WHAT TO WORK ON = The lines you return should be those containing the string "backend", taken from the data below.

SUPPLIED ENTRIES =
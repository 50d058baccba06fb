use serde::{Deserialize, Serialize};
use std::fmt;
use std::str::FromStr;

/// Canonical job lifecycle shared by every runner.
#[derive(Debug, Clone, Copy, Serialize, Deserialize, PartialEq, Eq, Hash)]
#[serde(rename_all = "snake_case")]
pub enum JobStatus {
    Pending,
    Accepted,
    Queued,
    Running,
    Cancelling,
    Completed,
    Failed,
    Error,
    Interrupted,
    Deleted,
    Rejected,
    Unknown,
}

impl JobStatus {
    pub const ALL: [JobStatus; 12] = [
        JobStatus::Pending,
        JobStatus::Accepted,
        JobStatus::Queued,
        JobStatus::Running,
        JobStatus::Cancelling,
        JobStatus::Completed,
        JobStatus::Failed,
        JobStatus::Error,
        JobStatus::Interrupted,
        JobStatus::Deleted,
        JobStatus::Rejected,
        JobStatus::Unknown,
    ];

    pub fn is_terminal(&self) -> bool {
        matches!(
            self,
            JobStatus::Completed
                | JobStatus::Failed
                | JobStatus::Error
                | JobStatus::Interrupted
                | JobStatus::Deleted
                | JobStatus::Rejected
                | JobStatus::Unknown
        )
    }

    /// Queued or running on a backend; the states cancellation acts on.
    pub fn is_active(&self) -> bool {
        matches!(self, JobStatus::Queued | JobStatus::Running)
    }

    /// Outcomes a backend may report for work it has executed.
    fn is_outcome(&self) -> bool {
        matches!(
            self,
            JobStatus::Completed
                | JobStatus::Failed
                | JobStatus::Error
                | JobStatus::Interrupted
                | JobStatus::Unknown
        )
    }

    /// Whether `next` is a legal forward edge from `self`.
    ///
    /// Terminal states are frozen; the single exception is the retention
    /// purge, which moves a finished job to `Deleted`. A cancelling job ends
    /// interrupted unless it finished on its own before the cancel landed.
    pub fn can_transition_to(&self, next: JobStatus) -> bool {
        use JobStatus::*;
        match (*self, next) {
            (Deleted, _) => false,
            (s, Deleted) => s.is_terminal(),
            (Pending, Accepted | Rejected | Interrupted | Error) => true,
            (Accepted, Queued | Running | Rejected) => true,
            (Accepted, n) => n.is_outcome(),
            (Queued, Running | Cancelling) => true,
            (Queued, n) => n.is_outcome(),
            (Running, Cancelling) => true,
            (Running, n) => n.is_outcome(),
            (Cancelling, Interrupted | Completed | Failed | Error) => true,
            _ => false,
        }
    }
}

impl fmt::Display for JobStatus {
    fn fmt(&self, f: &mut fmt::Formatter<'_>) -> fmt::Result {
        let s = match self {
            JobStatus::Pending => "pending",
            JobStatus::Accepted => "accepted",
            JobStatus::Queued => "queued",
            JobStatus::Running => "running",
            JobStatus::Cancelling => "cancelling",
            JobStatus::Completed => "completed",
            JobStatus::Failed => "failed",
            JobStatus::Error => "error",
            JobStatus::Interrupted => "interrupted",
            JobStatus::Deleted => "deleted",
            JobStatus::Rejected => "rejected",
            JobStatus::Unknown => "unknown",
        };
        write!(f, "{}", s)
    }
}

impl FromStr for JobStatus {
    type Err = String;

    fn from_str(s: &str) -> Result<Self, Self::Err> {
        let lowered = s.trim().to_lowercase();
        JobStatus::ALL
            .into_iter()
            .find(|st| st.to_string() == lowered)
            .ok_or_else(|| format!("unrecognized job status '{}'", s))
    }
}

EXERCISE ANSWER =
    /// Queued or running on a backend; the states cancellation acts on.
    /// Outcomes a backend may report for work it has executed.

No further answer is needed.